The exercise of these freedoms, since it carries with it duties and responsibilities, may be subject to such formalities, conditions, restrictions or penalties as are prescribed by law and are necessary in a democratic society, in the interests of national security, territorial integrity or public safety, for the prevention of disorder or crime, for the protection of health or morals, for the protection of the reputation or rights of others, for preventing the disclosure of information received in confidence, or for maintaining the authority and impartiality of the judiciary.

In Europe, you have a right to free expression at the discretion of the democratically-elected authorities. And that’s not really a right at all. It’s a semi-right; a right with a whole lot of strings. You have the right to life — so long as the other 51% don’t vote to cook and eat you. 
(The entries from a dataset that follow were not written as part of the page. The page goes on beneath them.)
//! Integer thresholds from Russian numeric text: `100000`, `100 000`, `100к`, `2.5 млн`.

use crate::nl2sql::query::Comparator;

/// Magnitude words accepted right after a number, matched as whole words.
const SUFFIXES: &[(&str, u64)] = &[
    ("к", 1_000),
    ("k", 1_000),
    ("тыс", 1_000),
    ("тысяча", 1_000),
    ("тысячи", 1_000),
    ("тысяч", 1_000),
    ("млн", 1_000_000),
    ("миллион", 1_000_000),
    ("миллиона", 1_000_000),
    ("миллионов", 1_000_000),
    ("млрд", 1_000_000_000),
    ("миллиард", 1_000_000_000),
    ("миллиарда", 1_000_000_000),
    ("миллиардов", 1_000_000_000),
];

/// Fraction digits beyond this are dropped before rounding.
const MAX_FRACTION_DIGITS: usize = 20;

#[derive(Debug, Clone, Copy, PartialEq, Eq)]
pub enum NumberOutcome {
    Found(i64),
    NotFound,
}

impl NumberOutcome {
    pub fn value(self) -> Option<i64> {
        match self {
            NumberOutcome::Found(v) => Some(v),
            NumberOutcome::NotFound => None,
        }
    }
}

/// A numeric token located in the text. `value` is `None` when it does not fit in i64
/// or is a decimal without a magnitude suffix ("2.5").
#[derive(Debug, Clone, PartialEq, Eq)]
struct NumberToken {
    start: usize,
    end: usize,
    value: Option<i64>,
}

/// Extracts the threshold number from normalized text.
///
/// The token right after (or, failing that, right before) a comparison phrase wins;
/// otherwise the first token is used. A winning token that overflows i64, or a decimal
/// with no magnitude suffix, yields `NotFound`.
pub fn extract_number(text: &str) -> NumberOutcome {
    let tokens = scan_tokens(text);
    if tokens.is_empty() {
        return NumberOutcome::NotFound;
    }

    let chosen = adjacent_to_comparison(text, &tokens).unwrap_or(&tokens[0]);
    match chosen.value {
        Some(v) => NumberOutcome::Found(v),
        None => NumberOutcome::NotFound,
    }
}

fn adjacent_to_comparison<'a>(text: &str, tokens: &'a [NumberToken]) -> Option<&'a NumberToken> {
    for span in Comparator::spans(text) {
        let after = skip_filler(text, span.end);
        if let Some(token) = tokens.iter().find(|t| t.start == after) {
            return Some(token);
        }
        let before = text[..span.start].trim_end().len();
        if let Some(token) = tokens.iter().find(|t| t.end == before) {
            return Some(token);
        }
    }
    None
}

/// Skips whitespace, commas and "чем" between a comparison phrase and its number.
fn skip_filler(text: &str, mut at: usize) -> usize {
    loop {
        let rest = &text[at..];
        let trimmed = rest.trim_start_matches(|c: char| c.is_whitespace() || c == ',');
        at += rest.len() - trimmed.len();
        match trimmed.strip_prefix("чем") {
            Some(after) if after.is_empty() || after.starts_with(char::is_whitespace) => {
                at += "чем".len();
            }
            _ => return at,
        }
    }
}

fn scan_tokens(text: &str) -> Vec<NumberToken> {
    let chars: Vec<(usize, char)> = text.char_indices().collect();
    let byte_at = |i: usize| chars.get(i).map_or(text.len(), |&(b, _)| b);
    let char_at = |i: usize| chars.get(i).map(|&(_, c)| c);
    let is_digit = |i: usize| char_at(i).is_some_and(|c| c.is_ascii_digit());
    let is_alnum = |i: usize| char_at(i).is_some_and(char::is_alphanumeric);
    let is_word = |i: usize| char_at(i).is_some_and(|c| c.is_alphanumeric() || c == '-' || c == '_');

    let mut tokens = Vec::new();
    let mut i = 0;
    while i < chars.len() {
        if !is_digit(i) {
            i += 1;
            continue;
        }
        // Digits glued to a word (hex ids, uuid segments, "x5") are not numbers.
        if i > 0 && is_word(i - 1) {
            while is_word(i) {
                i += 1;
            }
            continue;
        }

        let start = i;
        let mut integer = String::new();
        while is_digit(i) {
            integer.push(chars[i].1);
            i += 1;
        }

        // Thousands groups: a separator followed by exactly three digits.
        let leading = integer.len();
        let mut period_groups = Vec::new();
        if integer.len() <= 3 {
            while matches!(char_at(i), Some(' ' | '.'))
                && (1..=3).all(|k| is_digit(i + k))
                && !is_digit(i + 4)
            {
                let group: String = chars[i + 1..i + 4].iter().map(|&(_, c)| c).collect();
                if chars[i].1 == '.' {
                    period_groups.push(group.clone());
                }
                integer.push_str(&group);
                i += 4;
            }
        }

        let mut fraction = String::new();
        if matches!(char_at(i), Some('.' | ',')) && is_digit(i + 1) {
            i += 1;
            while is_digit(i) {
                fraction.push(chars[i].1);
                i += 1;
            }
        }

        let digits_end = i;
        let (multiplier, end) = match read_suffix(&chars, digits_end) {
            Some((multiplier, next)) => (Some(multiplier), next),
            None => (None, digits_end),
        };

        if multiplier.is_none() && is_alnum(digits_end) {
            while is_word(i) {
                i += 1;
            }
            continue;
        }

        // "1.500 млн" reads as one and a half million, not 1500 million.
        if multiplier.is_some()
            && fraction.is_empty()
            && period_groups.len() == 1
            && integer.len() == leading + 3
        {
            integer.truncate(leading);
            fraction = period_groups.remove(0);
        }

        // A fraction is only meaningful before a magnitude suffix.
        let value = match multiplier {
            Some(multiplier) => compute_value(&integer, &fraction, multiplier),
            None if fraction.is_empty() => compute_value(&integer, "", 1),
            None => None,
        };

        tokens.push(NumberToken {
            start: byte_at(start),
            end: byte_at(end),
            value,
        });
        i = end;
    }
    tokens
}

/// Matches a magnitude word starting at `from` (optionally after one space).
/// Returns the multiplier and the index just past the word (and a trailing dot).
fn read_suffix(chars: &[(usize, char)], from: usize) -> Option<(u64, usize)> {
    let mut i = from;
    if chars.get(i).is_some_and(|&(_, c)| c == ' ') {
        i += 1;
    }
    let word_start = i;
    while chars.get(i).is_some_and(|&(_, c)| c.is_alphabetic()) {
        i += 1;
    }
    if i == word_start || chars.get(i).is_some_and(|&(_, c)| c.is_alphanumeric()) {
        return None;
    }
    let word: String = chars[word_start..i].iter().map(|&(_, c)| c).collect();
    let multiplier = SUFFIXES
        .iter()
        .find(|(name, _)| *name == word)
        .map(|&(_, m)| m)?;
    if chars.get(i).is_some_and(|&(_, c)| c == '.') {
        i += 1;
    }
    Some((multiplier, i))
}

/// `integer.fraction * multiplier`, rounded half-up. `None` on i64 overflow.
fn compute_value(integer: &str, fraction: &str, multiplier: u64) -> Option<i64> {
    let whole: u128 = integer.parse().ok()?;
    let mut value = whole.checked_mul(u128::from(multiplier))?;

    let fraction = &fraction[..fraction.len().min(MAX_FRACTION_DIGITS)];
    if !fraction.is_empty() {
        let numerator: u128 = fraction.parse::<u128>().ok()? * u128::from(multiplier);
        let denominator = 10u128.pow(fraction.len() as u32);
        let mut part = numerator / denominator;
        if (numerator % denominator) * 2 >= denominator {
            part += 1;
        }
        value = value.checked_add(part)?;
    }

    i64::try_from(value).ok()
}

#[cfg(test)]
mod tests {
    use super::*;

    fn num(text: &str) -> NumberOutcome {
        extract_number(text)
    }

    #[test]
    fn test_plain_digits() {
        assert_eq!(num("100000"), NumberOutcome::Found(100_000));
    }

    #[test]
    fn test_magnitude_suffixes() {
        assert_eq!(num("100к"), NumberOutcome::Found(100_000));
        assert_eq!(num("100 к"), NumberOutcome::Found(100_000));
        assert_eq!(num("5 тыс."), NumberOutcome::Found(5_000));
        assert_eq!(num("2млн"), NumberOutcome::Found(2_000_000));
        assert_eq!(num("3 миллиона"), NumberOutcome::Found(3_000_000));
        assert_eq!(num("1 млрд"), NumberOutcome::Found(1_000_000_000));
    }

    #[test]
    fn test_grouped_digits() {
        assert_eq!(num("100 000"), NumberOutcome::Found(100_000));
        assert_eq!(num("1 000 000"), NumberOutcome::Found(1_000_000));
        assert_eq!(num("100.000"), NumberOutcome::Found(100_000));
    }

    #[test]
    fn test_decimal_with_suffix_rounds_half_up() {
        assert_eq!(num("2.5млн"), NumberOutcome::Found(2_500_000));
        assert_eq!(num("2,5 млн"), NumberOutcome::Found(2_500_000));
        assert_eq!(num("1.5 к"), NumberOutcome::Found(1_500));
        assert_eq!(num("1.0005к"), NumberOutcome::Found(1_001));
        assert_eq!(num("1.500 млн"), NumberOutcome::Found(1_500_000));
    }

    #[test]
    fn test_decimal_without_suffix_is_not_a_threshold() {
        assert_eq!(num("2.5"), NumberOutcome::NotFound);
        assert_eq!(num("больше 2.5 лайков"), NumberOutcome::NotFound);
        assert_eq!(num("больше 2,4"), NumberOutcome::NotFound);
    }

    #[test]
    fn test_word_after_number_is_not_a_suffix() {
        assert_eq!(num("100 комментариев"), NumberOutcome::Found(100));
        assert_eq!(num("10 лайков"), NumberOutcome::Found(10));
    }

    #[test]
    fn test_digits_inside_ids_are_ignored() {
        assert_eq!(num("автор aca1061a9d324ecf8c3fa2bb32d7be63"), NumberOutcome::NotFound);
        assert_eq!(num("id 3fa2b и 7"), NumberOutcome::Found(7));
        assert_eq!(
            num("видео 3fa85f64-5717-4562-b3fc-2c963f66afa6"),
            NumberOutcome::NotFound
        );
    }

    #[test]
    fn test_overflow_is_not_found() {
        assert_eq!(num("больше 99999999999999999999"), NumberOutcome::NotFound);
        assert_eq!(num("больше 10000000000 млрд"), NumberOutcome::NotFound);
        assert_eq!(
            num("9223372036854775807"),
            NumberOutcome::Found(i64::MAX)
        );
    }

    #[test]
    fn test_no_number() {
        assert_eq!(num("сколько всего видео"), NumberOutcome::NotFound);
    }

    #[test]
    fn test_number_after_comparison_beats_earlier_numbers() {
        assert_eq!(
            num("сколько видео, вышедших 28 ноября 2025, набрали больше 100к просмотров"),
            NumberOutcome::Found(100_000)
        );
        assert_eq!(
            num("у 3 видео лайков не менее 50"),
            NumberOutcome::Found(50)
        );
        assert_eq!(num("больше, чем 1 000"), NumberOutcome::Found(1_000));
    }

    #[test]
    fn test_participle_before_number_is_not_a_comparison() {
        assert_eq!(
            num("сколько вышедших 28 ноября 2025 видео набрали ровно 10 лайков"),
            NumberOutcome::Found(10)
        );
        assert_eq!(
            num("видео, вышедших в ноябре 2025, набрали меньше 1000 лайков"),
            NumberOutcome::Found(1_000)
        );
    }

    #[test]
    fn test_number_before_comparison_phrase() {
        assert_eq!(
            num("видео за 28 ноября с 500 и более просмотров"),
            NumberOutcome::Found(500)
        );
    }

    #[test]
    fn test_first_token_without_comparison() {
        assert_eq!(num("5 видео и 7 авторов"), NumberOutcome::Found(5));
    }

    #[test]
    fn test_year_does_not_merge_with_following_number() {
        assert_eq!(num("2025 100"), NumberOutcome::Found(2025));
    }
}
But America’s constitutional republic is a long-gone ideal. America’s Congress pumps out a wealth of legislation not specifically authorised by the Constitution. The first breaches were done with the best of intentions: the Fourteenth Amendment applied the Bill of Rights to the states, albeit shredding the Ninth and Tenth Amendments. The Civil Rights Act gave racial minorities equal accessto public and private facilities, thereby ending the right of property owners to discriminate against whomever they chose. I am broadly supportive of those measures. But later breaches have been much more dangerous.

Corporations are now routinely bailed out, destroying the market mechanism and creating an aristocracy of “systemically important” corporations with access to Uncle Sam’s chequebook. The power to coin money has been delegated from the Treasury to a private cartel known as the Federal Reserve, allowing the private bankers to create massive and dangerous credit bubbles. The PATRIOT Act, and the NDAA of 2011 shredded the Fourth Amendment and ended the ancient right to Habeas Corpus. Presidents since the Second World War have routinely gone to war without an express declaration authorised by Congress. Obamacare has created a healthcare mandate, compelling American citizens to buy a commercial product — health insurance. Even the First Amendment has been turned upside down — corporations (who are not people) can spend limitless money on political campaigns, while political protestors (who are definitely people) are now confined to caged “free speech zones”. And that’s just from the top of my head.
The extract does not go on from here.